Понедельник, 5 октября. <…> Говорим о жизни Аполлония Тианского, описанной Филостратом[38]. Борхес: «Вот думаешь, что книг, подобных ‘Тысяче и одной ночи’ должно быть много, а их нет. Хорошие книги должны появляться в конце литератур: это дистилляция множества предшествующих книг, многих литератур. Вероятно, понадобилось немало книг о путешествиях, чтобы появился ‘Синдбад’».
Понедельник, 12 октября. Борхес: «Вот я писал рассказ о ронинах[39] очень тщательно, а Эмита[40] выловила у меня тридцать три ошибки. Ошибаешься там, где никогда и не подумаешь: герой ложится в постель, но оказывается, что постели нет; измажешь кровью простыню, а простыни, оказывается, тоже не существует».
Четверг, 15 октября. По поводу «Войны и мира» Борхес замечает, что неверно начинать роман большим праздником с большим числом персонажей, которых читатель должен индивидуально распознать: «Зачем Толстой так нагружает читателя, заставляя отождествлять каждого? Есть же замечательный ход: ‘Жил некогда человек’, — почему им не воспользоваться?»

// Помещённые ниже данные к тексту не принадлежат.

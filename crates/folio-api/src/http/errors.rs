//! RFC 9457 problem documents and the mapping from service errors.

use axum::{
    Json,
    http::StatusCode,
    response::{IntoResponse, Response},
};
use folio_core::admin::AdminError;
use folio_core::media::MediaError;
use folio_core::model::ValidationErrors;
use folio_core::session::SessionError;
use folio_core::settings::SettingsError;
use folio_core::store::StoreError;
use serde::{Deserialize, Serialize};
use tracing::{error, warn};

use crate::http::constants::{
    PROBLEM_BAD_REQUEST, PROBLEM_CONFIRMATION_REQUIRED, PROBLEM_CONFLICT, PROBLEM_INTERNAL,
    PROBLEM_NOT_FOUND, PROBLEM_SERVICE_UNAVAILABLE, PROBLEM_UNAUTHORIZED,
    PROBLEM_UNSUPPORTED_MEDIA, PROBLEM_UPLOAD_TOO_LARGE, PROBLEM_VALIDATION,
};

/// Problem document returned for every failed request.
#[derive(Debug, Clone, Serialize, Deserialize, PartialEq, Eq)]
pub struct ProblemDetails {
    /// URI reference identifying the problem type.
    #[serde(rename = "type")]
    pub kind: String,
    /// Short, human-readable summary.
    pub title: String,
    /// HTTP status code.
    pub status: u16,
    /// Detailed message when available.
    #[serde(skip_serializing_if = "Option::is_none")]
    pub detail: Option<String>,
    /// Fields that failed validation.
    #[serde(skip_serializing_if = "Option::is_none")]
    pub invalid_params: Option<Vec<ProblemInvalidParam>>,
}

/// One offending field of a [`ProblemDetails`] payload.
#[derive(Debug, Clone, Serialize, Deserialize, PartialEq, Eq)]
pub struct ProblemInvalidParam {
    /// JSON Pointer to the field.
    pub pointer: String,
    /// Machine-readable reason.
    pub message: String,
}

/// Structured API error rendered as a problem document.
#[derive(Debug)]
pub(crate) struct ApiError {
    pub(crate) status: StatusCode,
    pub(crate) kind: &'static str,
    title: &'static str,
    detail: Option<String>,
    pub(crate) invalid_params: Option<Vec<ProblemInvalidParam>>,
}

impl ApiError {
    const fn new(status: StatusCode, kind: &'static str, title: &'static str) -> Self {
        Self {
            status,
            kind,
            title,
            detail: None,
            invalid_params: None,
        }
    }

    pub(crate) fn with_detail(mut self, detail: impl Into<String>) -> Self {
        self.detail = Some(detail.into());
        self
    }

    pub(crate) fn with_invalid_params(mut self, params: Vec<ProblemInvalidParam>) -> Self {
        self.invalid_params = Some(params);
        self
    }

    pub(crate) fn internal(message: impl Into<String>) -> Self {
        Self::new(
            StatusCode::INTERNAL_SERVER_ERROR,
            PROBLEM_INTERNAL,
            "internal server error",
        )
        .with_detail(message)
    }

    pub(crate) fn unauthorized(detail: impl Into<String>) -> Self {
        Self::new(
            StatusCode::UNAUTHORIZED,
            PROBLEM_UNAUTHORIZED,
            "authentication required",
        )
        .with_detail(detail)
    }

    pub(crate) fn bad_request(detail: impl Into<String>) -> Self {
        Self::new(StatusCode::BAD_REQUEST, PROBLEM_BAD_REQUEST, "bad request").with_detail(detail)
    }

    pub(crate) fn not_found(detail: impl Into<String>) -> Self {
        Self::new(StatusCode::NOT_FOUND, PROBLEM_NOT_FOUND, "resource not found")
            .with_detail(detail)
    }

    pub(crate) fn conflict(detail: impl Into<String>) -> Self {
        Self::new(StatusCode::CONFLICT, PROBLEM_CONFLICT, "conflict").with_detail(detail)
    }

    pub(crate) fn confirmation_required(detail: impl Into<String>) -> Self {
        Self::new(
            StatusCode::CONFLICT,
            PROBLEM_CONFIRMATION_REQUIRED,
            "confirmation required",
        )
        .with_detail(detail)
    }

    pub(crate) fn validation(detail: impl Into<String>) -> Self {
        Self::new(
            StatusCode::UNPROCESSABLE_ENTITY,
            PROBLEM_VALIDATION,
            "validation failed",
        )
        .with_detail(detail)
    }

    pub(crate) fn upload_too_large(detail: impl Into<String>) -> Self {
        Self::new(
            StatusCode::PAYLOAD_TOO_LARGE,
            PROBLEM_UPLOAD_TOO_LARGE,
            "upload too large",
        )
        .with_detail(detail)
    }

    pub(crate) fn unsupported_media(detail: impl Into<String>) -> Self {
        Self::new(
            StatusCode::UNSUPPORTED_MEDIA_TYPE,
            PROBLEM_UNSUPPORTED_MEDIA,
            "unsupported media type",
        )
        .with_detail(detail)
    }

    pub(crate) fn service_unavailable(detail: impl Into<String>) -> Self {
        Self::new(
            StatusCode::SERVICE_UNAVAILABLE,
            PROBLEM_SERVICE_UNAVAILABLE,
            "service unavailable",
        )
        .with_detail(detail)
    }
}

impl IntoResponse for ApiError {
    fn into_response(self) -> Response {
        let body = ProblemDetails {
            kind: self.kind.to_string(),
            title: self.title.to_string(),
            status: self.status.as_u16(),
            detail: self.detail,
            invalid_params: self.invalid_params,
        };
        (self.status, Json(body)).into_response()
    }
}

fn pointer(field: &str) -> String {
    format!("/{field}")
}

impl From<ValidationErrors> for ApiError {
    fn from(errors: ValidationErrors) -> Self {
        let params = errors
            .issues
            .iter()
            .map(|issue| ProblemInvalidParam {
                pointer: pointer(issue.field),
                message: issue.reason.to_string(),
            })
            .collect();
        Self::validation("draft failed validation; nothing was saved").with_invalid_params(params)
    }
}

fn from_store(operation: &str, source: &StoreError) -> ApiError {
    match source {
        StoreError::Conflict { table, column } => ApiError::conflict(format!(
            "{table} already has a row with this {column}"
        ))
        .with_invalid_params(vec![ProblemInvalidParam {
            pointer: pointer(column),
            message: "duplicate".to_string(),
        }]),
        StoreError::UnknownColumn { column, .. } => {
            ApiError::validation("unknown field").with_invalid_params(vec![ProblemInvalidParam {
                pointer: pointer(column),
                message: "unknown_column".to_string(),
            }])
        }
        StoreError::InvalidRow { reason, .. } => {
            warn!(operation, reason, "store rejected row");
            ApiError::validation(format!("row rejected: {reason}"))
        }
        StoreError::Decode { .. } | StoreError::Backend { .. } => {
            error!(operation, error = %source, cause = ?std::error::Error::source(source), "content store failure");
            ApiError::internal("the content store could not complete the request")
        }
    }
}

impl From<AdminError> for ApiError {
    fn from(err: AdminError) -> Self {
        match err {
            AdminError::Invalid(errors) => errors.into(),
            AdminError::NotFound { table, id } => {
                Self::not_found(format!("no {table} row with id {id}"))
            }
            AdminError::Unsupported { table, operation } => {
                Self::bad_request(format!("{table} does not support {operation}"))
            }
            AdminError::Store { operation, source } => from_store(operation, &source),
        }
    }
}

impl From<SettingsError> for ApiError {
    fn from(err: SettingsError) -> Self {
        match err {
            SettingsError::UnknownField { category, field } => {
                Self::validation(format!("{category} settings have no such field"))
                    .with_invalid_params(vec![ProblemInvalidParam {
                        pointer: pointer(&field),
                        message: "unknown_field".to_string(),
                    }])
            }
            SettingsError::TypeMismatch {
                category,
                field,
                expected,
            } => Self::validation(format!("{category} settings value has the wrong type"))
                .with_invalid_params(vec![ProblemInvalidParam {
                    pointer: pointer(&field),
                    message: format!("expected_{}", expected.as_str()),
                }]),
            SettingsError::Document { category, source } => {
                Self::validation(format!("{category} settings are malformed: {source}"))
            }
            SettingsError::Store { operation, source } => from_store(operation, &source),
        }
    }
}

impl From<MediaError> for ApiError {
    fn from(err: MediaError) -> Self {
        match err {
            MediaError::UnsupportedType { content_type } => {
                Self::unsupported_media(format!("'{content_type}' is not an image"))
            }
            MediaError::TooLarge { size, limit } => {
                Self::upload_too_large(format!("{size} bytes exceeds the {limit} byte limit"))
            }
            MediaError::InvalidPath { path } => {
                Self::bad_request(format!("'{path}' is not a valid media path"))
            }
            MediaError::AlreadyExists { path } => {
                Self::conflict(format!("'{path}' already exists"))
            }
            MediaError::Io {
                operation,
                path,
                source,
            } => {
                error!(operation, path = %path, error = %source, "media storage failure");
                Self::internal("the media store could not complete the request")
            }
        }
    }
}

impl From<SessionError> for ApiError {
    fn from(err: SessionError) -> Self {
        match err {
            SessionError::InvalidCredentials => Self::unauthorized("invalid email or password"),
            SessionError::Unavailable { operation, source } => {
                error!(operation, error = %source, "session provider failure");
                Self::service_unavailable("sign-in is currently unavailable")
            }
        }
    }
}

#[cfg(test)]
mod tests {
    use super::*;
    use folio_core::model::FieldIssue;
    use folio_core::store::Table;
    use uuid::Uuid;

    #[test]
    fn validation_errors_carry_field_pointers() {
        let err: ApiError = ValidationErrors {
            issues: vec![FieldIssue {
                field: "name",
                reason: "required",
            }],
        }
        .into();
        assert_eq!(err.status, StatusCode::UNPROCESSABLE_ENTITY);
        assert_eq!(err.kind, PROBLEM_VALIDATION);
        let params = err.invalid_params.expect("params");
        assert_eq!(params[0].pointer, "/name");
        assert_eq!(params[0].message, "required");
    }

    #[test]
    fn admin_errors_map_to_statuses() {
        let missing: ApiError = AdminError::NotFound {
            table: Table::Goals,
            id: Uuid::nil(),
        }
        .into();
        assert_eq!(missing.status, StatusCode::NOT_FOUND);

        let backend: ApiError = AdminError::Store {
            operation: "collection.load",
            source: StoreError::Backend {
                operation: "select",
                table: Table::Goals,
                source: "connection reset".into(),
            },
        }
        .into();
        assert_eq!(backend.status, StatusCode::INTERNAL_SERVER_ERROR);
        assert_eq!(
            backend.detail.as_deref(),
            Some("the content store could not complete the request")
        );
    }

    #[test]
    fn upload_rejections_use_dedicated_statuses() {
        let too_large: ApiError = MediaError::TooLarge { size: 3, limit: 2 }.into();
        assert_eq!(too_large.status, StatusCode::PAYLOAD_TOO_LARGE);
        let wrong_type: ApiError = MediaError::UnsupportedType {
            content_type: "text/plain".into(),
        }
        .into();
        assert_eq!(wrong_type.status, StatusCode::UNSUPPORTED_MEDIA_TYPE);
    }

    #[test]
    fn problem_document_serializes_type_field() {
        let body = ProblemDetails {
            kind: PROBLEM_NOT_FOUND.to_string(),
            title: "resource not found".to_string(),
            status: 404,
            detail: None,
            invalid_params: None,
        };
        let json = serde_json::to_value(&body).expect("json");
        assert_eq!(json["type"], PROBLEM_NOT_FOUND);
        assert!(json.get("detail").is_none());
    }
}
//! Generic handlers shared by every ordered collection page.

use std::sync::Arc;

use axum::{
    Json,
    extract::{Path, Query, State},
    http::StatusCode,
};
use folio_core::admin::{BatchItem, BatchSaveReport, CollectionPage, DeleteOutcome};
use serde::{Deserialize, Serialize};
use tracing::info;
use uuid::Uuid;

use super::parse_id;
use crate::http::errors::ApiError;
use crate::state::{AdminCollection, ApiState};

#[derive(Debug, Default, Deserialize)]
pub(crate) struct DeleteQuery {
    #[serde(default)]
    pub(crate) confirm: bool,
}

#[derive(Debug, Serialize)]
pub(crate) struct DeleteResponse {
    pub(crate) id: Uuid,
    pub(crate) outcome: DeleteOutcome,
}

#[derive(Debug, Deserialize)]
pub(crate) struct ReorderRequest {
    pub(crate) ids: Vec<Uuid>,
}

pub(crate) async fn page<R: AdminCollection>(
    State(state): State<Arc<ApiState>>,
) -> Result<Json<CollectionPage<R>>, ApiError> {
    Ok(Json(R::admin(&state).page().await?))
}

pub(crate) async fn create<R: AdminCollection>(
    State(state): State<Arc<ApiState>>,
    Json(draft): Json<R::Draft>,
) -> Result<(StatusCode, Json<R>), ApiError> {
    let record = R::admin(&state).submit(draft, None).await?;
    state.telemetry.inc_content_write(R::TABLE.as_str(), "insert");
    Ok((StatusCode::CREATED, Json(record)))
}

pub(crate) async fn update<R: AdminCollection>(
    State(state): State<Arc<ApiState>>,
    Path(id): Path<String>,
    Json(draft): Json<R::Draft>,
) -> Result<Json<R>, ApiError> {
    let id = parse_id(&id)?;
    let record = R::admin(&state).submit(draft, Some(id)).await?;
    state.telemetry.inc_content_write(R::TABLE.as_str(), "update");
    Ok(Json(record))
}

/// Delete once confirmed. Unconfirmed requests are refused with 409 and a
/// repeated delete of the same id answers 404.
pub(crate) async fn remove<R: AdminCollection>(
    State(state): State<Arc<ApiState>>,
    Path(id): Path<String>,
    Query(query): Query<DeleteQuery>,
) -> Result<Json<DeleteResponse>, ApiError> {
    let id = parse_id(&id)?;
    let outcome = R::admin(&state).delete(id, query.confirm).await?;
    match outcome {
        DeleteOutcome::Unconfirmed => Err(ApiError::confirmation_required(format!(
            "deleting this {} requires confirm=true",
            R::LABEL
        ))),
        DeleteOutcome::Missing => Err(ApiError::not_found(format!(
            "no live {} with id {id}",
            R::LABEL
        ))),
        DeleteOutcome::Removed | DeleteOutcome::Archived => {
            let op = if outcome == DeleteOutcome::Archived {
                "archive"
            } else {
                "delete"
            };
            state.telemetry.inc_content_write(R::TABLE.as_str(), op);
            Ok(Json(DeleteResponse { id, outcome }))
        }
    }
}

pub(crate) async fn toggle_visibility<R: AdminCollection>(
    State(state): State<Arc<ApiState>>,
    Path(id): Path<String>,
) -> Result<Json<R>, ApiError> {
    let id = parse_id(&id)?;
    let record = R::admin(&state).toggle_visibility(id).await?;
    state.telemetry.inc_content_write(R::TABLE.as_str(), "update");
    Ok(Json(record))
}

pub(crate) async fn reorder<R: AdminCollection>(
    State(state): State<Arc<ApiState>>,
    Json(request): Json<ReorderRequest>,
) -> Result<Json<Vec<R>>, ApiError> {
    let items = R::admin(&state).reorder(&request.ids).await?;
    state.telemetry.inc_content_write(R::TABLE.as_str(), "reorder");
    Ok(Json(items))
}

/// Batch editor save. Failed items are reported in the body, not as an
/// error status.
pub(crate) async fn save_all<R: AdminCollection>(
    State(state): State<Arc<ApiState>>,
    Json(items): Json<Vec<BatchItem<R::Draft>>>,
) -> Json<BatchSaveReport<R>> {
    let report = R::admin(&state).save_all(items).await;
    for _ in &report.saved {
        state.telemetry.inc_content_write(R::TABLE.as_str(), "upsert");
    }
    if !report.failed.is_empty() {
        info!(
            kind = R::LABEL,
            failed = report.failed.len(),
            "batch save left items unsaved"
        );
    }
    Json(report)
}
use std::path::PathBuf;

use clap::{Args, Parser, Subcommand};

/// Folio command line.
#[derive(Debug, Parser)]
#[command(name = "folio", about = "Portfolio site and HQ back-office server")]
pub struct Cli {
    /// Command to run; `serve` when omitted.
    #[command(subcommand)]
    pub command: Option<Command>,
}

/// Top-level commands.
#[derive(Debug, Subcommand)]
pub enum Command {
    /// Serve the public site and HQ until interrupted.
    Serve,
    /// Write the public site as static JSON documents.
    Export(ExportArgs),
    /// Print an argon2 hash suitable for `FOLIO_ADMIN_PASSWORD_HASH`.
    HashPassword(HashPasswordArgs),
}

/// Arguments for [`Command::Export`].
#[derive(Debug, Args)]
pub struct ExportArgs {
    /// Directory the snapshot is written to; created when missing.
    #[arg(long, short, default_value = "dist")]
    pub out_dir: PathBuf,
}

/// Arguments for [`Command::HashPassword`].
#[derive(Debug, Args)]
pub struct HashPasswordArgs {
    /// Plain-text password to hash.
    #[arg(long, env = "FOLIO_ADMIN_PASSWORD", hide_env_values = true)]
    pub password: String,
}

#[cfg(test)]
mod tests {
    use super::*;

    #[test]
    fn serve_is_implied_without_a_subcommand() {
        let cli = Cli::try_parse_from(["folio"]).expect("parse");
        assert!(cli.command.is_none());
    }

    #[test]
    fn export_defaults_to_dist() {
        let cli = Cli::try_parse_from(["folio", "export"]).expect("parse");
        match cli.command {
            Some(Command::Export(args)) => assert_eq!(args.out_dir, PathBuf::from("dist")),
            other => panic!("unexpected command {other:?}"),
        }
    }

    #[test]
    fn hash_password_takes_the_password_flag() {
        let cli =
            Cli::try_parse_from(["folio", "hash-password", "--password", "s3cret"]).expect("parse");
        match cli.command {
            Some(Command::HashPassword(args)) => assert_eq!(args.password, "s3cret"),
            other => panic!("unexpected command {other:?}"),
        }
    }
}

Воскресенье, 25 октября. Пытаемся читать «Гаргантюа»; не получается. Борхес: «Книга Рабле не для читателей, а для комментаторов. Сначала я старался ее полюбить, а потом понял, что даже спать не хочу с ней в одной комнате. <…> Она — отрицание всего французского».
Воскресенье, 8 ноября. Завтра Борхес читает лекцию о Шиллере: «Очень любопытно узнать, что же я буду говорить. Ничего в голову не идет».
Пятница, 13 ноября. Борхес: «Хорошеє произведение узнаешь, даже читая в плохом переводе, ведь что-то обязательно остается. Хорошую вещь всегда можно перевести. А непереводимые вещи не так важны: это игрушки, они служат для удовольствия…»
Вторник, 17 ноября. Борхес: «Реализмом называется все жестокое, порочное, эсхатологическое. Господа, в какой реальности вы живете? В моей ничего такого не происходит».
Вторник, 22 декабря. Борхес рассказывает, что в самые страшные моменты гражданской войны в Мадриде Хемингуэй в шутку написал на двери номера Уолдо Фрэнка[41] «фашист». Эта шутка могла стоить Фрэнку жизни. Испанский коммунист-писатель, стерший надпись, поведал об этом Борхесу и добавил, что Хемингуэй был скверным типом. Борхес: «Это видно по его книгам. Если он так восхищается злодеями, то наверное и сам злодей».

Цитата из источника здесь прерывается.